# Down East Hunting Retriever Club Field trial



## Malcolm (Oct 13, 2006)

Any news on the Open??


----------



## Brenda (Sep 4, 2004)

Qual callbacks to the water marks

1,7,8,12,13,15,18,19,23

9 total


----------



## Brenda (Sep 4, 2004)

Qual Results

1st -#7 Ranger H/Keith Farmer O/Wes Wilkes
2nd-#13 Larry O/H Mike Moscowitz
3rd-#19 Deke H/Keith Farmer O/Greg Boree
4th-#12 Maddie- O/H Swinton Anderson

Rj-#15 Webster O/H Jane Dunn

Jams-8,18,23

Congrats To All!!!

Open Was Still Running, But Should Finish Tonight.....I Will Try And Get Callbacks And Post Them.


----------



## MKaty Gutermuth (Aug 17, 2004)

WAY TA GO Mike and Larry YAHOOOOOO


----------



## byounglove (Mar 2, 2005)

Congrats Ken and Gary on finishing Jack's first Qual!!

Barb


----------



## Juli H (Aug 27, 2007)

Way to go Mike and Larry! another QAA chessie!

Juli


----------



## Mike Kennedy (Jan 22, 2008)

Way to go Keith, Wes, and Greg.
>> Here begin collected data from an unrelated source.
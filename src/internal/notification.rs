use std::time::{Duration, Instant};

/// Type of notification to display
#[derive(Debug, Clone, Copy, PartialEq, Eq)]
pub enum NotificationType {
    Info,
    Error,
}

impl NotificationType {
    fn timeout(&self) -> Duration {
        match self {
            NotificationType::Info => Duration::from_secs(3),
            NotificationType::Error => Duration::from_secs(10),
        }
    }
}

/// A transient status message with auto-dismiss, for feedback that should not
/// block the view (a blocking fetch failure goes through the error panel
/// instead).
#[derive(Debug, Clone)]
pub struct Notification {
    pub message: String,
    pub notification_type: NotificationType,
    pub timestamp: Instant,
}

impl Notification {
    /// Create a new info notification with default 3s auto-dismiss
    pub fn info(message: impl Into<String>) -> Self {
        Self::new(message, NotificationType::Info)
    }

    /// Create a new error notification with default 10s auto-dismiss
    pub fn error(message: impl Into<String>) -> Self {
        Self::new(message, NotificationType::Error)
    }

    fn new(message: impl Into<String>, notification_type: NotificationType) -> Self {
        Self {
            message: message.into(),
            notification_type,
            timestamp: Instant::now(),
        }
    }

    /// Check if this notification should be auto-dismissed
    pub fn should_dismiss(&self) -> bool {
        self.timestamp.elapsed() > self.notification_type.timeout()
    }
}
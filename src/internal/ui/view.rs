use ratatui::{
    Frame,
    layout::{Alignment, Constraint, Direction, Layout, Rect},
    style::{Color, Modifier, Style},
    text::{Line, Span},
    widgets::{Block, Borders, Clear, List, ListItem, Padding, Paragraph},
};

use super::app::App;
use crate::internal::models::FetchState;
use crate::internal::notification::NotificationType;
use crate::utils::datetime::format_published_at;

pub fn draw(app: &mut App, f: &mut Frame) {
    let chunks = Layout::default()
        .direction(Direction::Vertical)
        .constraints([
            Constraint::Length(1),
            Constraint::Min(0),
            Constraint::Length(1),
            Constraint::Length(1),
        ])
        .split(f.area());

    render_top_bar(app, f, chunks[0]);

    match app.controller.state() {
        FetchState::Idle | FetchState::Loading => render_skeletons(app, f, chunks[1]),
        FetchState::Loaded => render_cards(app, f, chunks[1]),
        FetchState::Failed => render_error_panel(app, f, chunks[1]),
    }

    render_pagination_bar(app, f, chunks[2]);
    render_status_bar(app, f, chunks[3]);

    if app.show_help {
        render_help_overlay(app, f);
    }
}

fn render_top_bar(app: &App, f: &mut Frame, area: Rect) {
    let query = app.controller.query();

    let left = match app.controller.state() {
        FetchState::Loading => format!(" Ideas  {} loading...", app.get_spinner_char()),
        FetchState::Failed => " Ideas".to_string(),
        _ => match app.controller.showing_range() {
            Some((start, end)) => format!(
                " Ideas  Showing {} - {} of {}",
                start,
                end,
                app.controller.total()
            ),
            None => " Ideas  No results".to_string(),
        },
    };

    let right = Line::from(format!(
        "{} per page · {} first  v{} ",
        query.page_size, query.sort, app.app_version
    ));

    // Display width, not byte length; the separator is multi-byte
    let halves = Layout::default()
        .direction(Direction::Horizontal)
        .constraints([Constraint::Min(0), Constraint::Length(right.width() as u16)])
        .split(area);

    f.render_widget(
        Paragraph::new(left).style(Style::default().add_modifier(Modifier::BOLD)),
        halves[0],
    );
    f.render_widget(
        Paragraph::new(right).style(Style::default().fg(Color::DarkGray)),
        halves[1],
    );
}

fn render_cards(app: &mut App, f: &mut Frame, area: Rect) {
    let wrap_width = area.width.saturating_sub(6).max(20) as usize;

    let items: Vec<ListItem> = app
        .controller
        .items()
        .iter()
        .map(|idea| {
            let mut lines: Vec<Line> = textwrap::wrap(&idea.title, wrap_width)
                .into_iter()
                .map(|part| {
                    Line::from(Span::styled(
                        part.into_owned(),
                        Style::default().add_modifier(Modifier::BOLD),
                    ))
                })
                .collect();

            let mut meta = vec![Span::styled(
                format_published_at(&idea.published_at),
                Style::default().fg(Color::DarkGray),
            )];
            if let Some(url) = idea.image_url() {
                meta.push(Span::raw("  "));
                meta.push(Span::styled(
                    url.to_string(),
                    Style::default().fg(Color::Blue),
                ));
            }
            lines.push(Line::from(meta));
            lines.push(Line::from(""));

            ListItem::new(lines)
        })
        .collect();

    if items.is_empty() {
        f.render_widget(
            Paragraph::new("No ideas on this page.")
                .alignment(Alignment::Center)
                .block(Block::default().padding(Padding::vertical(2))),
            area,
        );
        return;
    }

    let list = List::new(items)
        .block(Block::default().padding(Padding::horizontal(1)))
        .highlight_symbol("> ")
        .highlight_style(Style::default().add_modifier(Modifier::REVERSED));

    f.render_stateful_widget(list, area, &mut app.list_state);
}

/// Placeholder rows while a fetch is in flight: one per expected item.
fn render_skeletons(app: &App, f: &mut Frame, area: Rect) {
    let bar_width = (area.width.saturating_sub(6).max(20) as usize).min(48);
    let rows = app.controller.query().page_size as usize;

    let items: Vec<ListItem> = (0..rows)
        .map(|_| {
            let lines = vec![
                Line::from(Span::styled(
                    "░".repeat(bar_width),
                    Style::default().fg(Color::DarkGray),
                )),
                Line::from(Span::styled(
                    "░".repeat(bar_width / 2),
                    Style::default().fg(Color::DarkGray).add_modifier(Modifier::DIM),
                )),
                Line::from(""),
            ];
            ListItem::new(lines)
        })
        .collect();

    let list = List::new(items).block(Block::default().padding(Padding::horizontal(1)));
    f.render_widget(list, area);
}

/// Blocking failure view. The only way out is the manual reload key.
fn render_error_panel(app: &App, f: &mut Frame, area: Rect) {
    let message = app.controller.error().unwrap_or("An error occurred");

    let lines = vec![
        Line::from(""),
        Line::from(Span::styled(
            "Error loading ideas",
            Style::default()
                .fg(Color::Red)
                .add_modifier(Modifier::BOLD),
        )),
        Line::from(""),
        Line::from(Span::styled(
            message.to_string(),
            Style::default().fg(Color::Red),
        )),
        Line::from(""),
        Line::from(Span::styled(
            "Press r to retry",
            Style::default().fg(Color::DarkGray),
        )),
    ];

    f.render_widget(
        Paragraph::new(lines)
            .alignment(Alignment::Center)
            .block(Block::default().borders(Borders::ALL).title(" Error ")),
        area,
    );
}

fn render_pagination_bar(app: &App, f: &mut Frame, area: Rect) {
    let page_count = app.controller.page_count();
    if page_count <= 1 {
        return;
    }

    let page = app.controller.query().page;
    let loading = app.controller.is_loading();

    let active = Style::default();
    let disabled = Style::default().add_modifier(Modifier::DIM);
    let current = Style::default().add_modifier(Modifier::BOLD | Modifier::REVERSED);
    // While loading, every control renders disabled, matching the boundaries
    let style_for = |enabled: bool| match enabled && !loading {
        true => active,
        false => disabled,
    };

    let mut spans: Vec<Span> = vec![
        Span::styled("«« ", style_for(app.controller.can_prev())),
        Span::styled("« ", style_for(app.controller.can_prev())),
    ];

    for p in app.controller.page_window() {
        match p == page {
            true => spans.push(Span::styled(format!(" {} ", p), current)),
            false => spans.push(Span::styled(format!(" {} ", p), style_for(!loading))),
        }
    }

    spans.push(Span::styled(" »", style_for(app.controller.can_next())));
    spans.push(Span::styled(" »»", style_for(app.controller.can_next())));

    f.render_widget(
        Paragraph::new(Line::from(spans)).alignment(Alignment::Center),
        area,
    );
}

fn render_status_bar(app: &App, f: &mut Frame, area: Rect) {
    match &app.notification {
        Some(notification) => {
            let style = match notification.notification_type {
                NotificationType::Info => Style::default().fg(Color::Cyan),
                NotificationType::Error => Style::default().fg(Color::Red),
            };
            f.render_widget(
                Paragraph::new(format!(" {}", notification.message)).style(style),
                area,
            );
        }
        None => {
            let hints =
                " q quit · ←/→ page · g/G first/last · c size · s sort · r reload · b/f history · o image · ? help";
            f.render_widget(
                Paragraph::new(hints).style(Style::default().fg(Color::DarkGray)),
                area,
            );
        }
    }
}

fn render_help_overlay(app: &App, f: &mut Frame) {
    let area = f.area();
    let popup_width = 52.min(area.width.saturating_sub(4));
    let popup_height = 16.min(area.height.saturating_sub(2));
    let popup_x = (area.width.saturating_sub(popup_width)) / 2;
    let popup_y = (area.height.saturating_sub(popup_height)) / 2;
    let popup_area = Rect::new(popup_x, popup_y, popup_width, popup_height);

    let lines = vec![
        Line::from(""),
        help_line("←/h  →/l", "previous / next page"),
        help_line("g  G", "first / last page"),
        help_line("j  k", "move card selection"),
        help_line("c", "cycle page size (10/20/50)"),
        help_line("s", "toggle sort (newest/oldest)"),
        help_line("r", "reload current page"),
        help_line("b  f", "history back / forward"),
        help_line("o", "open selected idea's image"),
        help_line("?", "toggle this help"),
        help_line("q", "quit"),
        Line::from(""),
        Line::from(Span::styled(
            format!("  tui-ideas-app v{}", app.app_version),
            Style::default().fg(Color::DarkGray),
        )),
    ];

    let block = Block::default()
        .title(" Help ")
        .borders(Borders::ALL)
        .padding(Padding::horizontal(1));

    f.render_widget(Clear, popup_area);
    f.render_widget(Paragraph::new(lines).block(block), popup_area);
}

fn help_line(keys: &str, desc: &str) -> Line<'static> {
    Line::from(vec![
        Span::styled(
            format!("  {:<10}", keys),
            Style::default().add_modifier(Modifier::BOLD),
        ),
        Span::raw(desc.to_string()),
    ])
}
Team Tremblin Earth had a great day!!


----------



## Diane Brunelle (Jun 11, 2004)

Woo-Hoo Mike and Larry!!!!! 2nd in Qual.... just AWESOME! So proud of you guys!
Diane and Steve


----------



## Miriam Wade (Apr 24, 2003)

Congratulations Mike!!! I am so happy for you & Larry!! Hope this is an excuse for the girlfriend to let you eat "bad food"!! 

See ya!!

M & Finn


----------



## 2tall (Oct 11, 2006)

Huge congrats to my training pards for 4th and RJ in the Q! Plus the 2nd place winner of the Q is "Kind of" a relative of my Chessie. Indy is jealous that he did not get to go this week!


----------



## Brenda (Sep 4, 2004)

Open Callbacks To The 2nd Series

1,3,4,5,6,13,14,15,16,18,21,22,27,28,31,32,35,37,40,42,43,44,45


----------



## Brenda (Sep 4, 2004)

Derby Callbacks To The 3rd Series

2,5,6,7,8,9,10,11,13,14,15,17

12 Total


----------



## Brenda (Sep 4, 2004)

Derby Callbacks To The 4th Series

2,5,6,7,9,10,13,14,15,17

10 Total


----------



## Judy Chute (May 9, 2005)

Juli H said:


> Way to go Mike and Larry! another QAA chessie!
> 
> Juli



Congratulations!! Mike..and "Larry"... QAA  

Hope you enjoyed "bad food" regards, 

Judy


----------



## Brenda (Sep 4, 2004)

DERBY RESULTS

1st- #6 Rosie H/Ken Neil O/Ken Neil & Brenda Little
2nd-#7 Tips H/Mike Ough O/Travis Griffith
3rd-#15 Buddy H/Mike Ough O/Jerald Kamphuis
4th-#13 Buddy H/Mike Ough O/Mike Ballezzi

RJ- #2 Big Boy O/H Clint Joyner

Congrats to All!!!


----------



## 2tall (Oct 11, 2006)

Any news on the AM?


----------



## Ken S. (Feb 2, 2005)

"1st- #6 Rosie H/Ken Neil O/Ken Neil & Brenda Little"

Way to go Ken!


----------



## moscowitz (Nov 17, 2004)

Thanks everyone for the congratulations. It's not the open or amat but I am very happy.But as many know I dug my dog and myself into a hole last year and I sent my dog out this winter to Chris Locklear. He first dug my dog out of the hole and then pulled me out when I went down to train with him for a week before the trial. Chris did the work I just stood at the line. Chris was everything and more that I would expect of a pro. Thanks Chris.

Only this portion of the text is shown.